» **Task directions**:
When you answer, give every record back exactly as written.

# # # # #

use crate::errors::{GatewayError, Result};
use crate::http::check_locator;
use crate::{locator_from, ObjectStore};
use async_trait::async_trait;
use cvault_crypto::HashType;
use cvault_files::{Locator, Payload};
use std::path::{Path, PathBuf};
use tracing::debug;

/// Files under a local directory, named `<sha256 hex><ext>`.
///
/// `get` accepts either the full name or any unique prefix of it, so the
/// bare digest hex also resolves.
#[derive(Debug, Clone)]
pub struct LocalDirStore {
    root: PathBuf,
}

impl LocalDirStore {
    pub fn new(root: impl Into<PathBuf>) -> Self {
        Self { root: root.into() }
    }

    pub fn root(&self) -> &Path {
        &self.root
    }

    async fn resolve(&self, locator: &Locator) -> Result<PathBuf> {
        check_locator(locator.as_str())?;
        let exact = self.root.join(locator.as_str());
        if tokio::fs::try_exists(&exact).await.unwrap_or(false) {
            return Ok(exact);
        }

        let mut entries = match tokio::fs::read_dir(&self.root).await {
            Ok(entries) => entries,
            Err(e) if e.kind() == std::io::ErrorKind::NotFound => {
                return Err(GatewayError::NotFound(locator.to_string()))
            }
            Err(e) => return Err(e.into()),
        };
        while let Some(entry) = entries.next_entry().await? {
            if entry
                .file_name()
                .to_string_lossy()
                .starts_with(locator.as_str())
            {
                return Ok(entry.path());
            }
        }
        Err(GatewayError::NotFound(locator.to_string()))
    }
}

#[async_trait]
impl ObjectStore for LocalDirStore {
    fn name(&self) -> &str {
        "local"
    }

    async fn put(&self, payload: &Payload) -> Result<Locator> {
        let digest = hex::encode(HashType::Sha256.digest(&payload.bytes));
        let ext = payload
            .extension()
            .filter(|ext| ext[1..].chars().all(|c| c.is_ascii_alphanumeric()))
            .unwrap_or_default();
        let name = format!("{digest}{ext}");
        check_locator(&name)?;

        tokio::fs::create_dir_all(&self.root).await?;
        let path = self.root.join(&name);
        if !tokio::fs::try_exists(&path).await.unwrap_or(false) {
            tokio::fs::write(&path, &payload.bytes).await?;
            debug!(path = %path.display(), size = payload.len(), "stored local copy");
        }
        locator_from(name)
    }

    async fn get(&self, locator: &Locator) -> Result<Vec<u8>> {
        let path = self.resolve(locator).await?;
        Ok(tokio::fs::read(path).await?)
    }

    async fn delete(&self, locator: &Locator) -> Result<()> {
        let path = self.resolve(locator).await?;
        tokio::fs::remove_file(path).await?;
        Ok(())
    }
}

# # # # #

» **Answer for this exercise**:
use crate::errors::{GatewayError, Result};
use crate::http::check_locator;
use crate::{locator_from, ObjectStore};
use async_trait::async_trait;
use cvault_crypto::HashType;
use cvault_files::{Locator, Payload};
use std::path::{Path, PathBuf};
use tracing::debug;

/// Files under a local directory, named `<sha256 hex><ext>`.
///
/// `get` accepts either the full name or any unique prefix of it, so the
/// bare digest hex also resolves.
#[derive(Debug, Clone)]
pub struct LocalDirStore {
    root: PathBuf,
}

impl LocalDirStore {
    pub fn new(root: impl Into<PathBuf>) -> Self {
        Self { root: root.into() }
    }

    pub fn root(&self) -> &Path {
        &self.root
    }

    async fn resolve(&self, locator: &Locator) -> Result<PathBuf> {
        check_locator(locator.as_str())?;
        let exact = self.root.join(locator.as_str());
        if tokio::fs::try_exists(&exact).await.unwrap_or(false) {
            return Ok(exact);
        }

        let mut entries = match tokio::fs::read_dir(&self.root).await {
            Ok(entries) => entries,
            Err(e) if e.kind() == std::io::ErrorKind::NotFound => {
                return Err(GatewayError::NotFound(locator.to_string()))
            }
            Err(e) => return Err(e.into()),
        };
        while let Some(entry) = entries.next_entry().await? {
            if entry
                .file_name()
                .to_string_lossy()
                .starts_with(locator.as_str())
            {
                return Ok(entry.path());
            }
        }
        Err(GatewayError::NotFound(locator.to_string()))
    }
}

#[async_trait]
impl ObjectStore for LocalDirStore {
    fn name(&self) -> &str {
        "local"
    }

    async fn put(&self, payload: &Payload) -> Result<Locator> {
        let digest = hex::encode(HashType::Sha256.digest(&payload.bytes));
        let ext = payload
            .extension()
            .filter(|ext| ext[1..].chars().all(|c| c.is_ascii_alphanumeric()))
            .unwrap_or_default();
        let name = format!("{digest}{ext}");
        check_locator(&name)?;

        tokio::fs::create_dir_all(&self.root).await?;
        let path = self.root.join(&name);
        if !tokio::fs::try_exists(&path).await.unwrap_or(false) {
            tokio::fs::write(&path, &payload.bytes).await?;
            debug!(path = %path.display(), size = payload.len(), "stored local copy");
        }
        locator_from(name)
    }

    async fn get(&self, locator: &Locator) -> Result<Vec<u8>> {
        let path = self.resolve(locator).await?;
        Ok(tokio::fs::read(path).await?)
    }

    async fn delete(&self, locator: &Locator) -> Result<()> {
        let path = self.resolve(locator).await?;
        tokio::fs::remove_file(path).await?;
        Ok(())
    }
}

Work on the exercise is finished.